La fuerza es lo que nos permite la presencia y la elección. Atados por nuestras humildes pasiones, esos bichos incómodos y tenaces que misteriosamente consiguen que hagamos lo que al parecer no queremos y no hagamos lo que se supone que queremos, esas criaturas familiares, a veces inquietantes como una gorgona, a veces tan achuchables que se disfrazan de bienestar para anonadarnos, enganchándos a argollas tan pintorescas como puedan ser el ordenador, el sofá, el entretenimiento continuo, las personas, la soledad, las novedades o las bolsas de patatas, nuestros movimientos acaban siendo tan poco fructíferos como intentar nadar en una ciénaga.

La fuerza construye el cauce paso a paso.

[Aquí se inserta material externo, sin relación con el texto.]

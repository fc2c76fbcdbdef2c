// SPDX-License-Identifier: Apache-2.0 OR MIT
// Copyright (c) 2025-2026 naskel.com

//! Readiness polling integration tests

use kchat::{Config, IoMode, Poller, Readiness, Registry, Token};
use std::thread;
use std::time::Duration;

const LOBBY: Token = Token(0);
const DEV: Token = Token(1);

#[test]
fn test_poller_spans_channels() {
    let registry = Registry::new(Config::with_capacity(32)).expect("Failed to create registry");
    let lobby = registry.attach("lobby").expect("Failed to attach lobby");
    let mut dev = registry.attach("dev").expect("Failed to attach dev");
    let dev_writer = registry.attach("dev").expect("Failed to attach dev writer");

    let poller = Poller::new();
    let (lobby_ready, _lobby_reg) = lobby.poll(&poller, LOBBY);
    let (dev_ready, _dev_reg) = dev.poll(&poller, DEV);
    assert!(!lobby_ready.readable);
    assert!(!dev_ready.readable);

    let writer = thread::spawn(move || {
        thread::sleep(Duration::from_millis(20));
        dev_writer.write(b"ping", IoMode::Blocking).expect("write failed");
        dev_writer
    });

    let tokens = poller.wait(Some(Duration::from_secs(5)));
    assert_eq!(tokens, vec![DEV]);
    assert!(dev.readiness().readable);

    let mut buf = [0u8; 8];
    let n = dev.read(&mut buf, IoMode::NonBlocking).expect("read failed");
    assert_eq!(&buf[..n], b"ping");
    writer.join().expect("writer panicked");
}

#[test]
fn test_poll_snapshot_reports_pending_data() {
    let registry = Registry::new(Config::with_capacity(8)).expect("Failed to create registry");
    let reader = registry.attach("snap").expect("Failed to attach reader");
    let writer = registry.attach("snap").expect("Failed to attach writer");
    writer.write(b"1234567", IoMode::NonBlocking).expect("write failed");

    let poller = Poller::new();
    let (ready, _reg) = reader.poll(&poller, Token(5));
    assert_eq!(
        ready,
        Readiness {
            readable: true,
            writable: false,
        }
    );
    // The snapshot was computed after registering; nothing has changed since.
    assert!(poller.drain().is_empty());
}

#[test]
fn test_poller_woken_when_room_frees() {
    let registry = Registry::new(Config::with_capacity(4)).expect("Failed to create registry");
    let writer = registry.attach("room").expect("Failed to attach writer");
    let mut reader = registry.attach("room").expect("Failed to attach reader");
    writer.write(b"abc", IoMode::NonBlocking).expect("write failed");

    let poller = Poller::new();
    let (ready, _reg) = writer.poll(&poller, Token(2));
    assert!(!ready.writable);

    reader
        .read(&mut [0u8; 4], IoMode::NonBlocking)
        .expect("read failed");
    assert_eq!(poller.wait(Some(Duration::from_secs(1))), vec![Token(2)]);
    // Still blocked by the writer's own unread bytes.
    assert!(!writer.readiness().writable);
}

#[test]
fn test_registration_outlives_channel() {
    let registry = Registry::with_defaults();
    let handle = registry.attach("short").expect("Failed to attach");
    let poller = Poller::new();
    let (_, registration) = handle.poll(&poller, Token(9));

    handle.detach().expect("detach failed");
    assert_eq!(registry.channel_count(), 0);
    drop(registration);
}
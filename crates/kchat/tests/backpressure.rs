// SPDX-License-Identifier: Apache-2.0 OR MIT
// Copyright (c) 2025-2026 naskel.com

//! Backpressure integration tests
//!
//! The subscriber with the most unread bytes bounds every writer. With a
//! capacity of 8 at most 7 bytes can be outstanding.

use kchat::{Config, Error, IoMode, Registry};
use std::sync::mpsc;
use std::sync::Arc;
use std::thread;
use std::time::Duration;

const CAPACITY: usize = 8;

fn registry() -> Arc<Registry> {
    Registry::new(Config::with_capacity(CAPACITY)).expect("Failed to create registry")
}

#[test]
fn test_nonblocking_write_stops_at_slack() {
    let registry = registry();
    let writer = registry.attach("bp").expect("Failed to attach writer");
    let mut stalled = registry.attach("bp").expect("Failed to attach stalled");

    assert_eq!(writer.write(b"0123456789", IoMode::NonBlocking), Ok(CAPACITY - 1));
    assert_eq!(writer.write(b"x", IoMode::NonBlocking), Err(Error::WouldBlock));
    assert!(!writer.readiness().writable);

    let mut one = [0u8; 1];
    assert_eq!(stalled.read(&mut one, IoMode::NonBlocking), Ok(1));
    assert_eq!(&one, b"0");

    // The writer's own cursor is now the slowest one.
    assert_eq!(writer.write(b"x", IoMode::NonBlocking), Err(Error::WouldBlock));
}

#[test]
fn test_blocked_writer_resumes_after_slowest_reads() {
    let registry = registry();
    let mut writer = registry.attach("bp").expect("Failed to attach writer");
    let mut stalled = registry.attach("bp").expect("Failed to attach stalled");

    assert_eq!(writer.write(b"abcdefg", IoMode::NonBlocking), Ok(7));
    let mut sink = [0u8; CAPACITY];
    assert_eq!(writer.read(&mut sink, IoMode::NonBlocking), Ok(7));

    let (done_tx, done_rx) = mpsc::channel();
    let producer = thread::spawn(move || {
        let result = writer.write(b"xyz", IoMode::Blocking);
        done_tx.send(()).expect("send failed");
        (writer, result)
    });

    // Still stalled: nothing consumed yet.
    assert!(done_rx.recv_timeout(Duration::from_millis(50)).is_err());

    let mut one = [0u8; 1];
    assert_eq!(stalled.read(&mut one, IoMode::Blocking), Ok(1));

    let (_writer, result) = producer.join().expect("producer panicked");
    // Exactly one byte of room opened up: a short write.
    assert_eq!(result, Ok(1));

    let mut rest = [0u8; CAPACITY];
    let n = stalled.read(&mut rest, IoMode::NonBlocking).expect("read failed");
    assert_eq!(&rest[..n], b"bcdefgx");
}

#[test]
fn test_blocked_writer_interrupted() {
    let registry = registry();
    let writer = registry.attach("int").expect("Failed to attach writer");
    assert_eq!(writer.write(b"1234567", IoMode::NonBlocking), Ok(7));

    let interrupter = writer.interrupter();
    let producer = thread::spawn(move || {
        let result = writer.write(b"8", IoMode::Blocking);
        (writer, result)
    });

    thread::sleep(Duration::from_millis(20));
    interrupter.interrupt();
    let (_writer, result) = producer.join().expect("producer panicked");
    assert_eq!(result, Err(Error::Interrupted));

    let stats = &registry.snapshot()[0].stats;
    assert_eq!(stats.interrupted, 1);
    assert_eq!(stats.bytes_written, 7);
}

#[test]
fn test_blocked_reader_interrupted() {
    let registry = registry();
    let mut reader = registry.attach("int").expect("Failed to attach reader");
    let interrupter = reader.interrupter();

    let consumer = thread::spawn(move || {
        let mut buf = [0u8; 4];
        reader.read(&mut buf, IoMode::Blocking)
    });

    thread::sleep(Duration::from_millis(20));
    interrupter.interrupt();
    assert_eq!(consumer.join().expect("consumer panicked"), Err(Error::Interrupted));
}

#[test]
fn test_interrupt_targets_one_handle() {
    let registry = registry();
    let mut a = registry.attach("pair").expect("Failed to attach a");
    let mut b = registry.attach("pair").expect("Failed to attach b");
    let writer = registry.attach("pair").expect("Failed to attach writer");
    let a_int = a.interrupter();

    let a_thread = thread::spawn(move || a.read(&mut [0u8; 4], IoMode::Blocking));
    let b_thread = thread::spawn(move || {
        let mut buf = [0u8; 4];
        let n = b.read(&mut buf, IoMode::Blocking)?;
        Ok::<_, Error>(buf[..n].to_vec())
    });

    thread::sleep(Duration::from_millis(20));
    a_int.interrupt();
    assert_eq!(a_thread.join().expect("a panicked"), Err(Error::Interrupted));

    // b went back to sleep and still receives data afterwards.
    writer.write(b"hi", IoMode::Blocking).expect("write failed");
    assert_eq!(b_thread.join().expect("b panicked"), Ok(b"hi".to_vec()));
}

#[test]
fn test_detach_of_slowest_frees_writers() {
    let registry = registry();
    let mut writer = registry.attach("leave").expect("Failed to attach writer");
    let stalled = registry.attach("leave").expect("Failed to attach stalled");

    writer.write(b"abcdefg", IoMode::NonBlocking).expect("write failed");
    writer
        .read(&mut [0u8; CAPACITY], IoMode::NonBlocking)
        .expect("read failed");
    assert!(!writer.readiness().writable);

    stalled.detach().expect("detach failed");
    assert!(writer.readiness().writable);
    assert_eq!(writer.write(b"h", IoMode::NonBlocking), Ok(1));
}
// SPDX-License-Identifier: Apache-2.0 OR MIT
// Copyright (c) 2025-2026 naskel.com

//! One client connection bridged to one channel handle.
//!
//! ```text
//!             +-------------- session thread (owns Handle) ---------------+
//! socket --> reader thread --(bounded)--> inbound  --write-->  channel     |
//!             |                                                   |        |
//! socket <--------------------- write_all <--read-- poller doorbell        |
//!             +-----------------------------------------------------------+
//! ```
//!
//! The handle never leaves the session thread. When the channel has no room
//! the session stops taking inbound chunks, the bounded queue fills and the
//! reader thread stops reading the socket, so backpressure reaches the client.
//!
//! A client that disconnects while its bytes wait for room is detached at
//! once and those bytes are dropped. A client that disconnects while the
//! reader thread is itself blocked on a full queue is only noticed once
//! room frees up.

use anyhow::{bail, Context, Result};
use crossbeam::channel::{bounded, Receiver};
use kchat::{Handle, IoMode, Poller, Registry, Token};
use std::io::{ErrorKind, Read, Write};
use std::net::Shutdown;
use std::os::unix::net::UnixStream;
use std::sync::Arc;
use std::thread;
use tracing::{debug, info, warn};

/// Longest accepted channel name in bytes.
pub const MAX_CHANNEL_NAME: usize = 255;

const CHANNEL: Token = Token(0);
const CHUNK: usize = 4096;
const INBOUND_DEPTH: usize = 4;

/// Read the `name\n` handshake one byte at a time, so nothing after the
/// newline is consumed.
pub fn read_handshake<R: Read>(stream: &mut R) -> Result<String> {
    let mut name = Vec::with_capacity(64);
    let mut byte = [0u8; 1];
    loop {
        match stream.read(&mut byte) {
            Ok(0) => bail!("connection closed during handshake"),
            Ok(_) if byte[0] == b'\n' => break,
            Ok(_) => {
                if name.len() == MAX_CHANNEL_NAME {
                    bail!("channel name longer than {} bytes", MAX_CHANNEL_NAME);
                }
                name.push(byte[0]);
            }
            Err(e) if e.kind() == ErrorKind::Interrupted => continue,
            Err(e) => return Err(e).context("reading handshake"),
        }
    }
    if name.is_empty() {
        bail!("empty channel name");
    }
    String::from_utf8(name).context("channel name is not UTF-8")
}

/// Serve one connection until the client disconnects.
pub fn serve(mut stream: UnixStream, registry: Arc<Registry>) -> Result<()> {
    let name = match read_handshake(&mut stream) {
        Ok(name) => name,
        Err(e) => {
            let _ = stream.shutdown(Shutdown::Both);
            return Err(e);
        }
    };
    let handle = registry
        .attach(name.as_str())
        .with_context(|| format!("attaching to '{}'", name))?;
    info!("client joined '{}' as {}", name, handle.subscriber_id());

    let inbound = spawn_reader(stream.try_clone().context("cloning client socket")?)?;
    let result = pump(&mut stream, handle, inbound);

    let _ = stream.shutdown(Shutdown::Both);
    match &result {
        Ok(()) => info!("client left '{}'", name),
        Err(e) => warn!("session on '{}' ended: {:#}", name, e),
    }
    result
}

/// Receiving side of a client's reader thread.
struct Inbound {
    chunks: Receiver<Vec<u8>>,
    /// Never carries a message; disconnects when the reader thread exits.
    hangup: Receiver<()>,
}

/// Forward socket bytes to the session thread until EOF or error.
fn spawn_reader(mut socket: UnixStream) -> Result<Inbound> {
    let (tx, chunks) = bounded(INBOUND_DEPTH);
    let (hangup_tx, hangup) = bounded::<()>(0);
    thread::Builder::new()
        .name("kchatd-reader".into())
        .spawn(move || {
            let _hangup = hangup_tx;
            let mut buf = [0u8; CHUNK];
            loop {
                match socket.read(&mut buf) {
                    Ok(0) => break,
                    Ok(n) => {
                        if tx.send(buf[..n].to_vec()).is_err() {
                            break;
                        }
                    }
                    Err(e) if e.kind() == ErrorKind::Interrupted => continue,
                    Err(e) => {
                        debug!("socket read failed: {}", e);
                        break;
                    }
                }
            }
        })
        .context("spawning reader thread")?;
    Ok(Inbound { chunks, hangup })
}

/// Session loop: drain the channel to the socket, feed inbound chunks to
/// the channel, then sleep on whichever side can make progress.
fn pump(socket: &mut UnixStream, mut handle: Handle, inbound: Inbound) -> Result<()> {
    let poller = Poller::new();
    let (_, _registration) = handle.poll(&poller, CHANNEL);
    let mut buf = [0u8; CHUNK];
    let mut pending: Vec<u8> = Vec::new();

    loop {
        loop {
            match handle.read(&mut buf, IoMode::NonBlocking) {
                Ok(n) => socket
                    .write_all(&buf[..n])
                    .context("writing to client")?,
                Err(kchat::Error::WouldBlock) => break,
                Err(e) => return Err(e).context("reading channel"),
            }
        }

        if !pending.is_empty() {
            match handle.write(&pending, IoMode::NonBlocking) {
                Ok(n) => {
                    pending.drain(..n);
                }
                Err(kchat::Error::WouldBlock) => {}
                Err(e) => return Err(e).context("writing channel"),
            }
        }

        if pending.is_empty() {
            crossbeam::select! {
                recv(poller.doorbell()) -> _ => {
                    poller.drain();
                }
                recv(inbound.chunks) -> chunk => match chunk {
                    Ok(chunk) => pending = chunk,
                    Err(_) => break,
                },
            }
        } else {
            // Waiting for room; stop early if the client goes away meanwhile.
            crossbeam::select! {
                recv(poller.doorbell()) -> _ => {
                    poller.drain();
                }
                recv(inbound.hangup) -> _ => {
                    debug!("client gone, dropping {} uncommitted bytes", pending.len());
                    break;
                }
            }
        }
    }

    handle.detach().context("detaching")?;
    Ok(())
}
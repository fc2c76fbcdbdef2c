// SPDX-License-Identifier: Apache-2.0 OR MIT
// Copyright (c) 2025-2026 naskel.com

//! kchatd: hosts broadcast chat channels behind a Unix domain socket.
//!
//! # Usage
//!
//! ```bash
//! # Defaults: /tmp/kchat.sock, 2048-byte channels
//! kchatd
//!
//! # Custom socket and capacity
//! kchatd --socket /run/kchat.sock --capacity 4096
//!
//! # Using configuration file
//! kchatd --config kchatd.toml
//!
//! # Write an example configuration
//! kchatd gen-config --output kchatd.toml
//! ```
//!
//! Clients connect, send a channel name terminated by a newline, then
//! exchange raw bytes with every other client on that channel.

mod config;
mod server;
mod session;

use anyhow::{Context, Result};
use clap::{Parser, Subcommand};
use config::DaemonConfig;
use kchat::Registry;
use server::Server;
use std::path::PathBuf;
use std::sync::atomic::Ordering;
use std::sync::Arc;
use tracing::{info, warn};
use tracing_subscriber::EnvFilter;

/// kchat channel host
#[derive(Parser, Debug)]
#[command(name = "kchatd")]
#[command(about = "Hosts kchat broadcast channels behind a Unix domain socket")]
#[command(version)]
struct Args {
    /// Configuration file path
    #[arg(short, long)]
    config: Option<PathBuf>,

    /// Socket path (overrides the configuration file)
    #[arg(short, long)]
    socket: Option<PathBuf>,

    /// Channel buffer capacity in bytes (overrides the configuration file)
    #[arg(long)]
    capacity: Option<usize>,

    /// Log level (trace, debug, info, warn, error)
    #[arg(long)]
    log_level: Option<String>,

    /// Statistics reporting interval (seconds, 0 to disable)
    #[arg(long)]
    stats_interval: Option<u64>,

    #[command(subcommand)]
    command: Option<Commands>,
}

#[derive(Subcommand, Debug)]
enum Commands {
    /// Generate example configuration file
    GenConfig {
        /// Output file path
        #[arg(short, long, default_value = "kchatd.toml")]
        output: PathBuf,
    },

    /// Validate a configuration file
    Validate {
        /// Configuration file path
        #[arg(short, long)]
        config: PathBuf,
    },
}

fn main() -> Result<()> {
    let mut args = Args::parse();

    if let Some(cmd) = args.command.take() {
        return match cmd {
            Commands::GenConfig { output } => cmd_gen_config(output),
            Commands::Validate { config } => cmd_validate(config),
        };
    }

    let config = build_config(&args)?;

    let filter = EnvFilter::try_new(&config.log_level).unwrap_or_else(|_| EnvFilter::new("info"));
    tracing_subscriber::fmt()
        .with_env_filter(filter)
        .with_target(false)
        .init();

    let registry = Registry::new(config.channel.clone()).context("invalid channel settings")?;
    let server = Server::bind(
        &config.socket_path,
        Arc::clone(&registry),
        config.stats_interval_secs,
    )?;

    let running = server.running();
    ctrlc::set_handler(move || {
        running.store(false, Ordering::SeqCst);
    })
    .context("installing Ctrl-C handler")?;

    info!("kchatd v{}", env!("CARGO_PKG_VERSION"));
    info!(
        "channel capacity {} bytes, socket {}",
        config.channel.capacity,
        server.socket_path().display()
    );
    info!("Press Ctrl+C to stop...");

    server.run()?;
    info!("shutting down");
    let live = registry.channel_count();
    if live > 0 {
        warn!("{} channel(s) still have connected clients", live);
    }
    Ok(())
}

fn build_config(args: &Args) -> Result<DaemonConfig> {
    let mut config = match args.config {
        Some(ref path) => DaemonConfig::from_file(path)
            .with_context(|| format!("loading {}", path.display()))?,
        None => DaemonConfig::default(),
    };

    if let Some(ref socket) = args.socket {
        config.socket_path = socket.clone();
    }
    if let Some(capacity) = args.capacity {
        config.channel.capacity = capacity;
    }
    if let Some(ref level) = args.log_level {
        config.log_level = level.clone();
    }
    if let Some(interval) = args.stats_interval {
        config.stats_interval_secs = interval;
    }

    config.validate()?;
    Ok(config)
}

fn cmd_gen_config(output: PathBuf) -> Result<()> {
    std::fs::write(&output, DaemonConfig::example())
        .with_context(|| format!("writing {}", output.display()))?;
    println!("Generated configuration: {}", output.display());
    Ok(())
}

fn cmd_validate(path: PathBuf) -> Result<()> {
    let config = DaemonConfig::from_file(&path)
        .with_context(|| format!("validating {}", path.display()))?;
    println!("Configuration valid: {}", path.display());
    println!("  Socket:   {}", config.socket_path.display());
    println!("  Capacity: {} bytes", config.channel.capacity);
    if let Some(max) = config.channel.max_channels {
        println!("  Max channels:    {}", max);
    }
    if let Some(max) = config.channel.max_subscribers {
        println!("  Max subscribers: {}", max);
    }
    Ok(())
}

Momento a momento. Se adueña de las pasiones y las usa cuando es necesario. Nos permite habitar nuestra vida.

Decimos sí y es sí. Decimos no y es no. Y está claro que podemos cambiar de parecer o de dirección, pero eso no es de ninguna manera lo mismo que no resultar fiables, que movernos como lo hacen las veletas.

Sin la fuerza, el descanso se convierte disimuladamente en pereza; disfrutar de la comida, en gula. Por decir dos (se nota que he llegado cansada del trabajo y con hambre…), que el párrafo de las posibilidades – como todos sabéis – podría ser, más que largo, larguísimo.

Sin la fuerza, el sufrimiento y el placer nos hacen vender barato lo más valioso de nuestro camino. Eros y tanatos. Y nosotros, rebotando de uno a otro como pelotas de tenis.

No es fácil ¿verdad? Porque a veces nos sentimos desolados y, entonces, qué sencillo es dejarse ir… ir… ir… no hacia la gozosa experiencia de entregarse, sino hacia la de abandonarse y perderse.

Sostener. Permanecer. Decidir. Ésa es la fuerza del Guerrero. Se expresa del mil modos, intensos o sutiles, pero básicamente constituye.

Luego está la pasión. No las pasiones de las que hablaba arriba, que – eso también lo sabéis todos e incluso muchos de nosotros hemos ido persiguiendo el rostro de la que más nos domina para intentar sanarnos… – nos distraen de aquello en lo que queremos verdaderamente estar, sino la pasión. La indispensable, genuina, verdadera pasión. La conocéis. Nos empapa. Nos inspira. Atraviesa toda la vida. Tiene que ver con la vocación y también con la entrega. Es ese fuego interior, ese empeño que nos lleva a desplegarnos dando cuanto tenemos para dar, desarrollando las capacidades que se nos han dado, hasta que lo que sólo era potencia florece como un jardín y amamos y ofrecemos cuanto tenemos para ofrecer y amar.

Ésta es la pasión del Guerrero.

Eso tampoco es fácil. Porque a veces nos desanimamos, o nos cansamos, o nos parece que seguirla es una cosa de locos o de tontos, que más nos valdría espabilar.

Pero no hay plenitud sin ella.

La fuerza y la pasión van de la mano. Nada importante se hace sin ellas salvo por casualidad. La fuerza encauza la pasión y la pasión alimenta la fuerza. Las dos guían. Las dos exigen. Las dos dan mucho más de lo que piden.

A veces duelen tanto que a olvidarlas lo llamamos libertad o madurez, e intentamos ocupar su lugar con las pasiones, pero qué vacío, qué banal, qué gravoso es el mundo sin ellas.

Una vez extraviadas, sólo es cuestión de tiempo encontrar la rabia, el aburrimiento o la amargura.

El camino del Guerrero es un camino de fuerza y pasión. No hay otro modo. A través de los altibajos de nuestro interior, del capricho de los acontecimientos, su firmeza flexible baila de la manera más impecable, sin perder de vista el rumbo a Ítaca.